YOUR ASSIGNMENT => Below are the records; output them exactly from the first line through the line with "CLI prints them.", stopping there.
○ ○ ○
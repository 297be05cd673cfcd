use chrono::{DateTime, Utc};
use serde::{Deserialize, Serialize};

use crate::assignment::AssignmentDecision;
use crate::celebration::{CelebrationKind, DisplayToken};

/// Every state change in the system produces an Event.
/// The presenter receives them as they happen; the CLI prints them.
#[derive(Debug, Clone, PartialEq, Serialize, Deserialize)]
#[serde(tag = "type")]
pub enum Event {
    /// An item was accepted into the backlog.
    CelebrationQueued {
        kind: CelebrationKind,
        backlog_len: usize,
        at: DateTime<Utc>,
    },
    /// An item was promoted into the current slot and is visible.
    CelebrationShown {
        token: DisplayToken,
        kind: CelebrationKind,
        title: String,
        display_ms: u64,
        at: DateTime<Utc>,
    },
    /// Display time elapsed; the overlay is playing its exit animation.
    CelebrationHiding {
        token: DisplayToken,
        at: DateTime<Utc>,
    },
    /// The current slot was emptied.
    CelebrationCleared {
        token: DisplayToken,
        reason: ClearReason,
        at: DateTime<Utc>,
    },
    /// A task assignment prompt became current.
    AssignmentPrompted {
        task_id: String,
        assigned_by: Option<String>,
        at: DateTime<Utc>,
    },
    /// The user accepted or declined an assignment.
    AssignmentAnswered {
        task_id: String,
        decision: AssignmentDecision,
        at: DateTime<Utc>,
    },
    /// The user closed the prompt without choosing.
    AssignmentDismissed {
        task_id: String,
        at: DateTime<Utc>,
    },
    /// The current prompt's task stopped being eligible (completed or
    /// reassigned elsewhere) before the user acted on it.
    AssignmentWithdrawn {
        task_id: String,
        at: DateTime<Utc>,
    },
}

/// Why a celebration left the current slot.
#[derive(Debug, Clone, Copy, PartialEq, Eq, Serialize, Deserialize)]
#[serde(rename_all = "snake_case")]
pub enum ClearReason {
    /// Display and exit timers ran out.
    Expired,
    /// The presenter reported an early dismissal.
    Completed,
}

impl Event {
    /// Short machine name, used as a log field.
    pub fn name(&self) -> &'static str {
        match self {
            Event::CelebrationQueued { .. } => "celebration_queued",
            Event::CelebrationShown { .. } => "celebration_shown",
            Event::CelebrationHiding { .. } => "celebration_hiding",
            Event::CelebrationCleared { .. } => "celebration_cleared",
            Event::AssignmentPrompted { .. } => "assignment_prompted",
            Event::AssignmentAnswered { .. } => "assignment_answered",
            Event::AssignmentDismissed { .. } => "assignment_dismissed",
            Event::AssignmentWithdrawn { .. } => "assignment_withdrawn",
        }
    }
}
○ ○ ○
TASK RESULT =>
repository 297be05cd673cfcd
use chrono::{DateTime, Utc};
use serde::{Deserialize, Serialize};

use crate::assignment::AssignmentDecision;
use crate::celebration::{CelebrationKind, DisplayToken};

/// Every state change in the system produces an Event.
/// The presenter receives them as they happen; the CLI prints them.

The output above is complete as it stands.